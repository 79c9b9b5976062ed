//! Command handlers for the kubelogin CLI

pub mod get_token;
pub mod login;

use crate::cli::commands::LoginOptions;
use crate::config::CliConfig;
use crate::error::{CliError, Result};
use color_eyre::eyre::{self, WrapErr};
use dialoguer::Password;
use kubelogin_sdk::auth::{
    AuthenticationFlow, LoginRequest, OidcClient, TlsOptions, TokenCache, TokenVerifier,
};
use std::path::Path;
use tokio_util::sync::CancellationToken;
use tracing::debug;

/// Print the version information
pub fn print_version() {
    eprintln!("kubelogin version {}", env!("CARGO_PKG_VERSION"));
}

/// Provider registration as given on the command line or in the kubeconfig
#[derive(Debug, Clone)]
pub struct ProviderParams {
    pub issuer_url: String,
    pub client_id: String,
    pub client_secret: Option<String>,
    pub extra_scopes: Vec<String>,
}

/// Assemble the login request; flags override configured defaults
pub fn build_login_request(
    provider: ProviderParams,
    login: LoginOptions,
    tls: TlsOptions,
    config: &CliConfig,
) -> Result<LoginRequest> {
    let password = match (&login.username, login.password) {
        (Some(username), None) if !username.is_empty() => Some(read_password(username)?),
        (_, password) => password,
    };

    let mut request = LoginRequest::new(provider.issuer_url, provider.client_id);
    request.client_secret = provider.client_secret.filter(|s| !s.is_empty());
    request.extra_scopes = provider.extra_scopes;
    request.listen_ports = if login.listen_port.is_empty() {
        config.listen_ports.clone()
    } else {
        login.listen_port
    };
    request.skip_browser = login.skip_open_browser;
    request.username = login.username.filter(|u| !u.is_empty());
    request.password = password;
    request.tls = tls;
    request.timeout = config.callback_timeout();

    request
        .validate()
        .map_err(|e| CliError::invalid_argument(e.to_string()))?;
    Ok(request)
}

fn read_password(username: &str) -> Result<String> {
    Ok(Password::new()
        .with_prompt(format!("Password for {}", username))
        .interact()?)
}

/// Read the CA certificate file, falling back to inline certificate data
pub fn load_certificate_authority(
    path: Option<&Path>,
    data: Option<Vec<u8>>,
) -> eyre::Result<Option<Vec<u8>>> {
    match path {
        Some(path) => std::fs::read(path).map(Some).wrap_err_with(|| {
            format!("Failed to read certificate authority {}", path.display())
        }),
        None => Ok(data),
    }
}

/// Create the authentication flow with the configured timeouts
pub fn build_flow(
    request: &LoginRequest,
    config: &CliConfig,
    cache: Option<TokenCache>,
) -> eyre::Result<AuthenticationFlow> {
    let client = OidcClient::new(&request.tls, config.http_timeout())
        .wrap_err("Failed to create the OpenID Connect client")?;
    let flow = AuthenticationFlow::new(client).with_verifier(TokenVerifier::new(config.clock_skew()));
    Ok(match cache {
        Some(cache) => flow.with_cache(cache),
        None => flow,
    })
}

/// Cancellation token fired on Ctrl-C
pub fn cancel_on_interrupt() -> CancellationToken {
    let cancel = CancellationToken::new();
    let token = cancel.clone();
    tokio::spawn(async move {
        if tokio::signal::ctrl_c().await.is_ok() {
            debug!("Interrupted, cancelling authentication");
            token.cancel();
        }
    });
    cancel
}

=-=-=

Assignment → Which lines above include "Failed"? Show each of them by copying it.

Answer space →
            format!("Failed to read certificate authority {}", path.display())
        .wrap_err("Failed to create the OpenID Connect client")?;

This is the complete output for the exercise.